PROBLEM TO SOLVE
What is needed is a copy of each line in the listing that contains "client".

MATERIAL FOR THIS TASK

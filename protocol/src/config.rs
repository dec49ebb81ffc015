//! # Relay Configuration & Constants
//!
//! Every magic number the relay depends on lives here: network passphrases,
//! default ports, the wire vocabulary spoken by the node, and the limits we
//! apply to client input. [`RelayConfig`] is the runtime bundle the binary
//! assembles from CLI flags and environment variables.

use std::time::Duration;

use thiserror::Error;

// ---------------------------------------------------------------------------
// Network Passphrases
// ---------------------------------------------------------------------------

/// Public network passphrase. Hashes computed with anything else will not
/// match what the public network expects.
pub const PUBLIC_NETWORK_PASSPHRASE: &str = "Public Global Stellar Network ; September 2015";

/// Test network passphrase.
pub const TESTNET_PASSPHRASE: &str = "Test SDF Network ; September 2015";

/// Standalone network passphrase used by local quickstart images.
pub const STANDALONE_PASSPHRASE: &str = "Standalone Network ; February 2017";

// ---------------------------------------------------------------------------
// Network Defaults
// ---------------------------------------------------------------------------

/// Default port for the public submission API.
pub const DEFAULT_HTTP_PORT: u16 = 8000;

/// Default port for the Prometheus metrics endpoint.
pub const DEFAULT_METRICS_PORT: u16 = 6060;

/// Default HTTP endpoint of the core node's command interface.
pub const DEFAULT_CORE_URL: &str = "http://127.0.0.1:11626";

/// Upper bound on a single outbound submission, measured from the moment the
/// request reaches the relay.
pub const DEFAULT_SUBMIT_TIMEOUT: Duration = Duration::from_secs(30);

/// How often the sync poller asks the node for its state.
pub const DEFAULT_SYNC_POLL_INTERVAL: Duration = Duration::from_secs(5);

/// State string the node reports in `/info` once it has caught up.
pub const CORE_SYNCED_STATE: &str = "Synced!";

// ---------------------------------------------------------------------------
// Envelope Limits
// ---------------------------------------------------------------------------

/// Maximum XDR nesting depth accepted while decoding an envelope.
pub const MAX_XDR_DEPTH: u32 = 500;

/// Maximum decoded envelope size in bytes. Anything larger cannot be a valid
/// transaction and is rejected before it reaches the node.
pub const MAX_ENVELOPE_BYTES: usize = 256 * 1024;

// ---------------------------------------------------------------------------
// Submission Status Codes
// ---------------------------------------------------------------------------

/// HTTP status for an envelope the node queued.
pub const HTTP_STATUS_PENDING: u16 = 201;

/// HTTP status for an envelope the node has already seen.
pub const HTTP_STATUS_DUPLICATE: u16 = 409;

/// HTTP status when the node is overloaded and asks the client to come back.
pub const HTTP_STATUS_TRY_AGAIN_LATER: u16 = 503;

/// HTTP status for an envelope the node rejected outright.
pub const HTTP_STATUS_ERROR: u16 = 400;

// ---------------------------------------------------------------------------
// RelayConfig
// ---------------------------------------------------------------------------

/// Errors produced by [`RelayConfig::validate`].
#[derive(Debug, Error, PartialEq, Eq)]
pub enum ConfigError {
    /// Hashing with an empty passphrase is meaningless.
    #[error("network passphrase must not be empty")]
    EmptyPassphrase,

    /// The core URL must be an absolute http(s) URL.
    #[error("invalid core url {url}: {reason}")]
    InvalidCoreUrl { url: String, reason: String },

    /// A zero timeout would fail every submission.
    #[error("submit timeout must be greater than zero")]
    ZeroSubmitTimeout,
}

/// Runtime configuration for the relay.
#[derive(Debug, Clone)]
pub struct RelayConfig {
    /// Passphrase of the network the node is connected to.
    pub network_passphrase: String,
    /// Base URL of the node's HTTP command interface.
    pub core_url: String,
    /// Operator switch: when set, every submission is refused with 405.
    pub disable_tx_sub: bool,
    /// Deadline applied to each outbound submission.
    pub submit_timeout: Duration,
    /// Interval between node `/info` polls.
    pub sync_poll_interval: Duration,
}

impl Default for RelayConfig {
    fn default() -> Self {
        Self {
            network_passphrase: PUBLIC_NETWORK_PASSPHRASE.to_string(),
            core_url: DEFAULT_CORE_URL.to_string(),
            disable_tx_sub: false,
            submit_timeout: DEFAULT_SUBMIT_TIMEOUT,
            sync_poll_interval: DEFAULT_SYNC_POLL_INTERVAL,
        }
    }
}

impl RelayConfig {
    /// Checks the configuration for values that would make every request fail.
    pub fn validate(&self) -> Result<(), ConfigError> {
        if self.network_passphrase.is_empty() {
            return Err(ConfigError::EmptyPassphrase);
        }

        let url = reqwest::Url::parse(&self.core_url).map_err(|e| ConfigError::InvalidCoreUrl {
            url: self.core_url.clone(),
            reason: e.to_string(),
        })?;
        if url.scheme() != "http" && url.scheme() != "https" {
            return Err(ConfigError::InvalidCoreUrl {
                url: self.core_url.clone(),
                reason: format!("unsupported scheme {}", url.scheme()),
            });
        }

        if self.submit_timeout.is_zero() {
            return Err(ConfigError::ZeroSubmitTimeout);
        }
        Ok(())
    }
}

/// Returns a friendly name for a passphrase, mainly for logging.
pub fn network_name(passphrase: &str) -> &'static str {
    match passphrase {
        PUBLIC_NETWORK_PASSPHRASE => "pubnet",
        TESTNET_PASSPHRASE => "testnet",
        STANDALONE_PASSPHRASE => "standalone",
        _ => "custom",
    }
}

TASK ANSWER
//! apply to client input. [`RelayConfig`] is the runtime bundle the binary
/// HTTP status when the node is overloaded and asks the client to come back.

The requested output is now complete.